-- Task directions --
Would you please repeat the material exactly, from the first line to the last?

· · · · · · ·

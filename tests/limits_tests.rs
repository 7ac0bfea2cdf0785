use std::sync::Arc;
use std::time::Duration;

use tokio::time::{sleep, Instant};
use tokio_test::{assert_err, assert_ok};

use batchcall::{ConcurrencyGate, Error, TokenBucket};

// ===== Token bucket =====

#[tokio::test(start_paused = true)]
async fn test_token_bucket_limiter_basic()
{   let limiter = TokenBucket::new(5.0, 2.0);
    let start = Instant::now();

    limiter.acquire().await;
    limiter.acquire().await;
    assert!(start.elapsed() < Duration::from_millis(10));

    limiter.acquire().await;
    assert!(start.elapsed() >= Duration::from_millis(150), "{:?}", start.elapsed());
}

#[tokio::test(start_paused = true)]
async fn test_default_burst_enforces_spacing()
{   let limiter = TokenBucket::new(10.0, 1.0);
    let start = Instant::now();
    let mut stamps = Vec::new();

    for _ in 0..5
    {   limiter.acquire().await;
        stamps.push(start.elapsed());
    }

    assert!(stamps[0] < Duration::from_millis(1));
    for pair in stamps.windows(2)
    {   assert!(pair[1] - pair[0] >= Duration::from_millis(99), "{:?}", stamps);
    }
}

#[tokio::test(start_paused = true)]
async fn test_concurrent_acquirers_do_not_over_admit()
{   let limiter = Arc::new(TokenBucket::new(10.0, 1.0));
    let start = Instant::now();

    let handles: Vec<_> = (0..10)
      .map(|_| {
        let limiter = limiter.clone();
        tokio::spawn(async move {
          limiter.acquire().await;
          start.elapsed()
        })
      })
      .collect();
    let mut stamps = Vec::new();
    for h in handles
    {   stamps.push(assert_ok!(h.await));
    }
    stamps.sort();

    // ten tokens at 10/s with a burst of one: the last lands at ~0.9s
    assert!(stamps[9] >= Duration::from_millis(890), "{:?}", stamps);
    for pair in stamps.windows(2)
    {   assert!(pair[1] - pair[0] >= Duration::from_millis(99), "{:?}", stamps);
    }
}

#[tokio::test(start_paused = true)]
async fn test_refill_is_capped_at_burst()
{   let limiter = TokenBucket::new(5.0, 2.0);
    limiter.acquire().await;
    limiter.acquire().await;

    sleep(Duration::from_secs(10)).await;

    assert_eq!(limiter.available().await, 2.0);
}

#[tokio::test(start_paused = true)]
async fn test_partial_refill()
{   let limiter = TokenBucket::new(4.0, 1.0);
    limiter.acquire().await;

    sleep(Duration::from_millis(125)).await;

    let level = limiter.available().await;
    assert!((level - 0.5).abs() < 1e-6, "{}", level);
}

#[tokio::test]
async fn test_rate_is_floored()
{   let limiter = TokenBucket::new(0.0, 1.0);
    assert_eq!(limiter.rate(), 0.1);
    assert_eq!(limiter.capacity(), 1.0);
}

// ===== Concurrency gate =====

#[tokio::test]
async fn test_gate_floors_limit_at_one()
{   let gate = ConcurrencyGate::new(0);
    assert_eq!(gate.limit(), 1);
    assert_eq!(gate.available(), 1);
}

#[tokio::test]
async fn test_gate_permit_released_on_drop()
{   let gate = ConcurrencyGate::new(2);
    let first = assert_ok!(gate.acquire().await);
    let second = assert_ok!(gate.acquire().await);
    assert_eq!(gate.available(), 0);

    drop(first);
    assert_eq!(gate.available(), 1);
    drop(second);
    assert_eq!(gate.available(), 2);
}

#[tokio::test]
async fn test_gate_permit_released_on_error_path()
{   async fn failing(gate: &ConcurrencyGate) -> batchcall::Result<()>
    {   let _permit = gate.acquire().await?;
        Err(Error::Other("held section failed".into()))
    }

    let gate = ConcurrencyGate::new(1);
    assert!(failing(&gate).await.is_err());
    assert_eq!(gate.available(), 1);
}

#[tokio::test(start_paused = true)]
async fn test_gate_blocks_until_release()
{   let gate = ConcurrencyGate::new(1);
    let held = assert_ok!(gate.acquire().await);

    let waiter = {
      let gate = gate.clone();
      tokio::spawn(async move {
        let start = Instant::now();
        let _permit = gate.acquire().await?;
        Ok::<_, Error>(start.elapsed())
      })
    };

    sleep(Duration::from_millis(50)).await;
    drop(held);

    let waited = assert_ok!(assert_ok!(waiter.await));
    assert!(waited >= Duration::from_millis(50), "{:?}", waited);
}

#[tokio::test]
async fn test_closed_gate_refuses_permits()
{   let gate = ConcurrencyGate::new(1);
    gate.close();
    let err = assert_err!(gate.acquire().await);
    assert_eq!(err, Error::GateClosed);
}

· · · · · · ·

-- Output for this task --
filename tests/limits_tests.rs
repository 7ac0bfea2cdf0785
use std::sync::Arc;
use std::time::Duration;

use tokio::time::{sleep, Instant};
use tokio_test::{assert_err, assert_ok};

use batchcall::{ConcurrencyGate, Error, TokenBucket};

// ===== Token bucket =====

#[tokio::test(start_paused = true)]
async fn test_token_bucket_limiter_basic()
{   let limiter = TokenBucket::new(5.0, 2.0);
    let start = Instant::now();

    limiter.acquire().await;
    limiter.acquire().await;
    assert!(start.elapsed() < Duration::from_millis(10));

    limiter.acquire().await;
    assert!(start.elapsed() >= Duration::from_millis(150), "{:?}", start.elapsed());
}

#[tokio::test(start_paused = true)]
async fn test_default_burst_enforces_spacing()
{   let limiter = TokenBucket::new(10.0, 1.0);
    let start = Instant::now();
    let mut stamps = Vec::new();

    for _ in 0..5
    {   limiter.acquire().await;
        stamps.push(start.elapsed());
    }

    assert!(stamps[0] < Duration::from_millis(1));
    for pair in stamps.windows(2)
    {   assert!(pair[1] - pair[0] >= Duration::from_millis(99), "{:?}", stamps);
    }
}

#[tokio::test(start_paused = true)]
async fn test_concurrent_acquirers_do_not_over_admit()
{   let limiter = Arc::new(TokenBucket::new(10.0, 1.0));
    let start = Instant::now();

    let handles: Vec<_> = (0..10)
      .map(|_| {
        let limiter = limiter.clone();
        tokio::spawn(async move {
          limiter.acquire().await;
          start.elapsed()
        })
      })
      .collect();
    let mut stamps = Vec::new();
    for h in handles
    {   stamps.push(assert_ok!(h.await));
    }
    stamps.sort();

    // ten tokens at 10/s with a burst of one: the last lands at ~0.9s
    assert!(stamps[9] >= Duration::from_millis(890), "{:?}", stamps);
    for pair in stamps.windows(2)
    {   assert!(pair[1] - pair[0] >= Duration::from_millis(99), "{:?}", stamps);
    }
}

#[tokio::test(start_paused = true)]
async fn test_refill_is_capped_at_burst()
{   let limiter = TokenBucket::new(5.0, 2.0);
    limiter.acquire().await;
    limiter.acquire().await;

    sleep(Duration::from_secs(10)).await;

    assert_eq!(limiter.available().await, 2.0);
}

#[tokio::test(start_paused = true)]
async fn test_partial_refill()
{   let limiter = TokenBucket::new(4.0, 1.0);
    limiter.acquire().await;

    sleep(Duration::from_millis(125)).await;

    let level = limiter.available().await;
    assert!((level - 0.5).abs() < 1e-6, "{}", level);
}

#[tokio::test]
async fn test_rate_is_floored()
{   let limiter = TokenBucket::new(0.0, 1.0);
    assert_eq!(limiter.rate(), 0.1);
    assert_eq!(limiter.capacity(), 1.0);
}

// ===== Concurrency gate =====

#[tokio::test]
async fn test_gate_floors_limit_at_one()
{   let gate = ConcurrencyGate::new(0);
    assert_eq!(gate.limit(), 1);
    assert_eq!(gate.available(), 1);
}

#[tokio::test]
async fn test_gate_permit_released_on_drop()
{   let gate = ConcurrencyGate::new(2);
    let first = assert_ok!(gate.acquire().await);
    let second = assert_ok!(gate.acquire().await);
    assert_eq!(gate.available(), 0);

    drop(first);
    assert_eq!(gate.available(), 1);
    drop(second);
    assert_eq!(gate.available(), 2);
}

#[tokio::test]
async fn test_gate_permit_released_on_error_path()
{   async fn failing(gate: &ConcurrencyGate) -> batchcall::Result<()>
    {   let _permit = gate.acquire().await?;
        Err(Error::Other("held section failed".into()))
    }

    let gate = ConcurrencyGate::new(1);
    assert!(failing(&gate).await.is_err());
    assert_eq!(gate.available(), 1);
}

#[tokio::test(start_paused = true)]
async fn test_gate_blocks_until_release()
{   let gate = ConcurrencyGate::new(1);
    let held = assert_ok!(gate.acquire().await);

    let waiter = {
      let gate = gate.clone();
      tokio::spawn(async move {
        let start = Instant::now();
        let _permit = gate.acquire().await?;
        Ok::<_, Error>(start.elapsed())
      })
    };

    sleep(Duration::from_millis(50)).await;
    drop(held);

    let waited = assert_ok!(assert_ok!(waiter.await));
    assert!(waited >= Duration::from_millis(50), "{:?}", waited);
}

#[tokio::test]
async fn test_closed_gate_refuses_permits()
{   let gate = ConcurrencyGate::new(1);
    gate.close();
    let err = assert_err!(gate.acquire().await);
    assert_eq!(err, Error::GateClosed);
}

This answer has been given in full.